Open provides an indication that the flow is not a continuation, that new
> state should be instantiated, that any old state of the 5-tuple should be
> discarded.  Opens may flow in either direction, but may be authorized for
> only some uses.
>

If used like this, it creates another DoS vector where anyone can trivially
kick someone else's connection off.


>  Close is unreliable
> -------------------
>
> One of the reasons on-path equipment would like a "close" signal is so
> that they know when to tear down associations that are no longer needed.
> This would reduce memory consumption and make a device more resilient to
> DoS attacks that exhaust its connection table.  Without "close", the
> on-path equipment has to rely on timers to decide when to tear down the
> connection.
>
> Unfortunately, we can't rely on endpoints to send Close.  Legitimate
> endpoints crash, run out of power, or have their network connectivity
> cut.
>
>
> This is by far the exception and not the rule.  Most state is torn down.
>

AFAIK, TCP connections are commonly torn down with an RST (not a FIN), and
not infrequently with silence. I would love to know what the truth is -- is
there any data that I can look at to prove myself wrong?

   So on-path equipment needs to maintain timers anyway if they're
> tracking flow state instead of just passing IP traffic statelessly.
>
>
> This misses the point.  If there is an implicit understanding of the
> behavior of the endpoints, firewalls needn't keep state.  It is sufficient
> in many cases to know that SYNs should be blocked whereas SYN|ACK should be
> passed.  No state retained on the firewall.  There is no equivalent in UDP
> without going up the stack.
>
> Moreover, if a firewall is tracking state, it cannot tell if an incoming
> packet is a continuation of a <flow/spud/tube> or an initiation if it is
> *not* using timers.  This makes both open and close (as well as perhaps
> some other gunk) very useful.
>

Why does it need to tell the difference?

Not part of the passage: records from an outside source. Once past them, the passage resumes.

//! # Catalog
//!
//! Owns the set of sellable items and their stock/reservation counters.
//!
//! ## Reservation Accounting
//! ```text
//! ┌─────────────────────────────────────────────────────────────────────┐
//! │                 Per-item counters                                   │
//! │                                                                     │
//! │  quantity      ──  units on hand (only remove() decrements)         │
//! │  reserved_qty  ──  units held by open sale lines                    │
//! │                                                                     │
//! │  reserve(qty)  →  reserved_qty += qty   (fails if over-reserving)   │
//! │  release(qty)  →  reserved_qty -= qty   (flag clears at zero)       │
//! │  remove(qty)   →  quantity     -= qty   (delivery confirmed only)   │
//! │                                                                     │
//! │  selectable    =  quantity > 0 && reserved_qty == 0                 │
//! └─────────────────────────────────────────────────────────────────────┘
//! ```
//!
//! The catalog is the only state touched by more than one component: the
//! sale ledger reserves/releases while composing sales, the delivery tracker
//! releases on cancellation and removes on confirmed delivery.

use chrono::Utc;
use tracing::debug;
use uuid::Uuid;

use crate::error::{CoreError, CoreResult};
use crate::money::Money;
use crate::types::{Item, NewItem};
use crate::validation::{validate_new_item, validate_quantity, validate_sale_price_cents};

/// In-memory item store, insertion-ordered.
///
/// ## Usage
/// ```rust
/// use brecho_core::{Catalog, NewItem};
///
/// let mut catalog = Catalog::new();
/// let item = catalog
///     .register(NewItem {
///         name: "Jaqueta jeans".into(),
///         item_type: "jaqueta".into(),
///         external_code: None,
///         cost_cents: 2000,
///         margin_bps: 5000,
///         price_cents: None, // derived: 2000 + 50% = 3000
///         quantity: 1,
///     })
///     .unwrap();
/// assert_eq!(item.price_cents, 3000);
/// ```
#[derive(Debug, Default)]
pub struct Catalog {
    items: Vec<Item>,
}

impl Catalog {
    /// Creates an empty catalog.
    pub fn new() -> Self {
        Catalog { items: Vec::new() }
    }

    /// Registers a new item and returns a snapshot of it.
    ///
    /// The sale price is derived from cost + margin when not given
    /// explicitly. Zero-quantity items are accepted but start Unavailable.
    pub fn register(&mut self, input: NewItem) -> CoreResult<Item> {
        validate_new_item(&input)?;

        let now = Utc::now();
        let price_cents = input
            .price_cents
            .unwrap_or_else(|| Money::from_cents(input.cost_cents).with_margin(input.margin_bps).cents());

        let mut item = Item {
            id: Uuid::new_v4().to_string(),
            name: input.name.trim().to_string(),
            item_type: input.item_type.trim().to_string(),
            external_code: input.external_code,
            cost_cents: input.cost_cents,
            margin_bps: input.margin_bps,
            price_cents,
            quantity: input.quantity,
            reserved_qty: 0,
            reserved: false,
            sold: false,
            status: Default::default(),
            created_at: now,
            updated_at: now,
        };
        item.refresh_status();

        debug!(item_id = %item.id, name = %item.name, "Registered item");

        let snapshot = item.clone();
        self.items.push(item);
        Ok(snapshot)
    }

    /// Looks up an item by id.
    pub fn get(&self, item_id: &str) -> CoreResult<&Item> {
        self.items
            .iter()
            .find(|i| i.id == item_id)
            .ok_or_else(|| CoreError::ItemNotFound(item_id.to_string()))
    }

    fn get_mut(&mut self, item_id: &str) -> CoreResult<&mut Item> {
        self.items
            .iter_mut()
            .find(|i| i.id == item_id)
            .ok_or_else(|| CoreError::ItemNotFound(item_id.to_string()))
    }

    /// Reserves `quantity` units of an item for an open sale line.
    ///
    /// ## Errors
    /// - `ItemNotFound` for an unknown id
    /// - `InsufficientStock` when the request exceeds unreserved stock,
    ///   so a second sale can never over-reserve the same units
    /// - `Validation` for a non-positive quantity
    ///
    /// A failed reserve leaves the counters untouched.
    pub fn reserve(&mut self, item_id: &str, quantity: i64) -> CoreResult<()> {
        validate_quantity(quantity)?;

        let item = self.get_mut(item_id)?;

        let available = item.available_to_reserve();
        if quantity > available {
            return Err(CoreError::InsufficientStock {
                item_id: item_id.to_string(),
                available,
                requested: quantity,
            });
        }

        item.reserved_qty += quantity;
        item.updated_at = Utc::now();
        item.refresh_status();

        debug!(item_id = %item_id, quantity, reserved_qty = item.reserved_qty, "Reserved");
        Ok(())
    }

    /// Releases `quantity` previously reserved units.
    ///
    /// The inverse of [`reserve`](Self::reserve). Partial releases are
    /// allowed; the `reserved` flag clears only when the outstanding count
    /// returns to zero. Releases are NOT deduplicated: callers must release
    /// exactly once per matching reserve. The counter is clamped at zero as
    /// a guard, not as a code path callers may rely on.
    pub fn release(&mut self, item_id: &str, quantity: i64) -> CoreResult<()> {
        validate_quantity(quantity)?;

        let item = self.get_mut(item_id)?;

        item.reserved_qty = (item.reserved_qty - quantity).max(0);
        item.updated_at = Utc::now();
        item.refresh_status();

        debug!(item_id = %item_id, quantity, reserved_qty = item.reserved_qty, "Released");
        Ok(())
    }

    /// Permanently deducts `quantity` units on confirmed delivery.
    ///
    /// Marks the item sold and consumes the matching reservation. This is
    /// the only operation that decrements on-hand stock; everything else
    /// only moves the reservation counter.
    pub fn remove(&mut self, item_id: &str, quantity: i64) -> CoreResult<()> {
        validate_quantity(quantity)?;

        let item = self.get_mut(item_id)?;

        if quantity > item.quantity {
            return Err(CoreError::InsufficientStock {
                item_id: item_id.to_string(),
                available: item.quantity,
                requested: quantity,
            });
        }

        item.quantity -= quantity;
        item.reserved_qty = (item.reserved_qty - quantity).max(0);
        item.sold = true;
        item.updated_at = Utc::now();
        item.refresh_status();

        debug!(item_id = %item_id, quantity, remaining = item.quantity, "Removed stock");
        Ok(())
    }

    /// Edits an item's pricing. Open sales are unaffected: their lines carry
    /// frozen copies of the prices at the time they were added.
    pub fn update_pricing(
        &mut self,
        item_id: &str,
        cost_cents: i64,
        margin_bps: u32,
        price_cents: Option<i64>,
    ) -> CoreResult<()> {
        crate::validation::validate_amount_cents("cost", cost_cents)?;
        if let Some(cents) = price_cents {
            validate_sale_price_cents(cents)?;
        }

        let item = self.get_mut(item_id)?;

        item.cost_cents = cost_cents;
        item.margin_bps = margin_bps;
        item.price_cents = price_cents
            .unwrap_or_else(|| Money::from_cents(cost_cents).with_margin(margin_bps).cents());
        item.updated_at = Utc::now();

        Ok(())
    }

    /// Lists items available for selection, optionally filtered by type.
    ///
    /// ## Semantics
    /// - `quantity > 0` and not reserved
    /// - Type filter is a case-insensitive exact match
    /// - Catalog insertion order preserved
    /// - Returns a fresh snapshot, not a live view
    pub fn list_available(&self, type_filter: Option<&str>) -> Vec<Item> {
        debug!(filter = ?type_filter, "Listing available items");

        self.items
            .iter()
            .filter(|i| i.is_selectable())
            .filter(|i| match type_filter {
                Some(t) => i.item_type.eq_ignore_ascii_case(t),
                None => true,
            })
            .cloned()
            .collect()
    }

    /// Full catalog snapshot, insertion-ordered.
    pub fn list(&self) -> Vec<Item> {
        self.items.to_vec()
    }

    /// Number of registered items.
    pub fn len(&self) -> usize {
        self.items.len()
    }

    /// Whether the catalog holds no items.
    pub fn is_empty(&self) -> bool {
        self.items.is_empty()
    }
}

// =============================================================================
// Unit Tests
// =============================================================================

#[cfg(test)]
mod tests {
    use super::*;
    use crate::types::ItemStatus;

    fn new_item(name: &str, item_type: &str, quantity: i64) -> NewItem {
        NewItem {
            name: name.to_string(),
            item_type: item_type.to_string(),
            external_code: None,
            cost_cents: 2000,
            margin_bps: 5000,
            price_cents: None,
            quantity,
        }
    }

    #[test]
    fn test_register_derives_price_from_margin() {
        let mut catalog = Catalog::new();
        let item = catalog.register(new_item("Jaqueta", "jaqueta", 1)).unwrap();

        assert_eq!(item.price_cents, 3000); // 2000 + 50%
        assert_eq!(item.status, ItemStatus::Available);
    }

    #[test]
    fn test_register_rejects_bad_input() {
        let mut catalog = Catalog::new();

        let mut input = new_item("", "jaqueta", 1);
        assert!(catalog.register(input).is_err());

        input = new_item("Jaqueta", "jaqueta", -1);
        assert!(catalog.register(input).is_err());

        assert!(catalog.is_empty());
    }

    #[test]
    fn test_zero_quantity_item_starts_unavailable() {
        let mut catalog = Catalog::new();
        let item = catalog.register(new_item("Bolsa", "bolsa", 0)).unwrap();
        assert_eq!(item.status, ItemStatus::Unavailable);
        assert!(catalog.list_available(None).is_empty());
    }

    #[test]
    fn test_reserve_and_release_roundtrip() {
        let mut catalog = Catalog::new();
        let item = catalog.register(new_item("Jaqueta", "jaqueta", 1)).unwrap();

        catalog.reserve(&item.id, 1).unwrap();
        let reserved = catalog.get(&item.id).unwrap();
        assert!(reserved.reserved);
        assert_eq!(reserved.status, ItemStatus::Reserved);
        assert_eq!(reserved.quantity, 1); // quantity untouched
        assert!(catalog.list_available(None).is_empty());

        catalog.release(&item.id, 1).unwrap();
        let released = catalog.get(&item.id).unwrap();
        assert!(!released.reserved);
        assert_eq!(released.status, ItemStatus::Available);
        assert_eq!(catalog.list_available(None).len(), 1);
    }

    #[test]
    fn test_reserve_more_than_stock_fails_cleanly() {
        let mut catalog = Catalog::new();
        let item = catalog.register(new_item("Jaqueta", "jaqueta", 2)).unwrap();

        let err = catalog.reserve(&item.id, 3).unwrap_err();
        assert!(matches!(err, CoreError::InsufficientStock { available: 2, requested: 3, .. }));

        // No partial mutation
        let unchanged = catalog.get(&item.id).unwrap();
        assert_eq!(unchanged.reserved_qty, 0);
        assert!(!unchanged.reserved);
    }

    #[test]
    fn test_second_reservation_cannot_overbook() {
        let mut catalog = Catalog::new();
        let item = catalog.register(new_item("Camisa", "camisa", 3)).unwrap();

        catalog.reserve(&item.id, 2).unwrap();
        let err = catalog.reserve(&item.id, 2).unwrap_err();
        assert!(matches!(err, CoreError::InsufficientStock { available: 1, .. }));
    }

    #[test]
    fn test_partial_release_keeps_flag_until_zero() {
        let mut catalog = Catalog::new();
        let item = catalog.register(new_item("Camisa", "camisa", 3)).unwrap();

        catalog.reserve(&item.id, 3).unwrap();
        catalog.release(&item.id, 1).unwrap();
        assert!(catalog.get(&item.id).unwrap().reserved);

        catalog.release(&item.id, 2).unwrap();
        assert!(!catalog.get(&item.id).unwrap().reserved);
    }

    #[test]
    fn test_remove_deducts_stock_and_marks_sold() {
        let mut catalog = Catalog::new();
        let item = catalog.register(new_item("Jaqueta", "jaqueta", 1)).unwrap();

        catalog.reserve(&item.id, 1).unwrap();
        catalog.remove(&item.id, 1).unwrap();

        let sold = catalog.get(&item.id).unwrap();
        assert_eq!(sold.quantity, 0);
        assert!(sold.sold);
        assert_eq!(sold.status, ItemStatus::Sold);
    }

    #[test]
    fn test_unknown_id_fails_with_not_found() {
        let mut catalog = Catalog::new();
        assert!(matches!(catalog.reserve("nope", 1), Err(CoreError::ItemNotFound(_))));
        assert!(matches!(catalog.release("nope", 1), Err(CoreError::ItemNotFound(_))));
        assert!(matches!(catalog.remove("nope", 1), Err(CoreError::ItemNotFound(_))));
        assert!(matches!(catalog.get("nope"), Err(CoreError::ItemNotFound(_))));
    }

    #[test]
    fn test_list_available_type_filter_case_insensitive() {
        let mut catalog = Catalog::new();
        catalog.register(new_item("Vestido floral", "Vestido", 1)).unwrap();
        catalog.register(new_item("Bolsa couro", "bolsa", 1)).unwrap();

        let vestidos = catalog.list_available(Some("vestido"));
        assert_eq!(vestidos.len(), 1);
        assert_eq!(vestidos[0].name, "Vestido floral");

        // Exact match, not substring
        assert!(catalog.list_available(Some("vest")).is_empty());
    }

    #[test]
    fn test_list_available_preserves_insertion_order() {
        let mut catalog = Catalog::new();
        catalog.register(new_item("Primeiro", "x", 1)).unwrap();
        catalog.register(new_item("Segundo", "x", 1)).unwrap();
        catalog.register(new_item("Terceiro", "x", 1)).unwrap();

        let names: Vec<String> = catalog
            .list_available(None)
            .into_iter()
            .map(|i| i.name)
            .collect();
        assert_eq!(names, vec!["Primeiro", "Segundo", "Terceiro"]);
    }

    #[test]
    fn test_update_pricing_rederives_price() {
        let mut catalog = Catalog::new();
        let item = catalog.register(new_item("Jaqueta", "jaqueta", 1)).unwrap();

        catalog.update_pricing(&item.id, 1000, 10000, None).unwrap();
        assert_eq!(catalog.get(&item.id).unwrap().price_cents, 2000);

        catalog.update_pricing(&item.id, 1000, 10000, Some(2500)).unwrap();
        assert_eq!(catalog.get(&item.id).unwrap().price_cents, 2500);
    }
}
use serde::{Deserialize, Serialize};

use crate::hash::TxHash;
use crate::time::RecordTime;

/// An external-chain event admitted into the ledger.
///
/// The `id` is assigned by the event source, never by the ledger. Once
/// admitted, a record is immutable: nothing in the ledger overwrites or
/// deletes it.
#[derive(Clone, Debug, PartialEq, Eq, Serialize, Deserialize)]
pub struct EventRecord {
    /// Source-assigned unique identifier.
    pub id: u64,
    /// Address of the contract that emitted the event.
    pub contract: String,
    /// Opaque event payload.
    pub data: Vec<u8>,
    /// Transaction that carried the event on the external chain.
    pub tx_hash: TxHash,
    /// Position of the event log inside its block.
    pub log_index: u64,
    /// Identifier of the chain the record is destined for.
    pub chain_id: String,
    /// Consensus time at which the record was admitted.
    pub record_time: RecordTime,
}

impl EventRecord {
    /// A record with no transaction provenance attached yet.
    pub fn new(
        id: u64,
        contract: impl Into<String>,
        data: Vec<u8>,
        record_time: RecordTime,
    ) -> Self {
        Self {
            id,
            contract: contract.into(),
            data,
            tx_hash: TxHash::zero(),
            log_index: 0,
            chain_id: String::new(),
            record_time,
        }
    }

    /// Attach the source transaction hash and log index.
    pub fn with_tx(mut self, tx_hash: TxHash, log_index: u64) -> Self {
        self.tx_hash = tx_hash;
        self.log_index = log_index;
        self
    }

    pub fn with_chain_id(mut self, chain_id: impl Into<String>) -> Self {
        self.chain_id = chain_id.into();
        self
    }
}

I'm not sure I see a use case at
the middlebox for using this information.

>   And
> in a DoS scenario, it's trival for an actively malicious end-point to
> send lots of "open" messages without ever sending a "close", so it
> doesn't protect against DoS either.
>
>
> In fact, this is precisely the nature of a SYN attack.  Firewalls
> regularly detect and block them in TCP.  UDP requires much more effort and
> understanding of the higher layers.
>

Why would a DoS attacker set the OPEN bit in SPUD if it will thwart their
attack? That would be silly...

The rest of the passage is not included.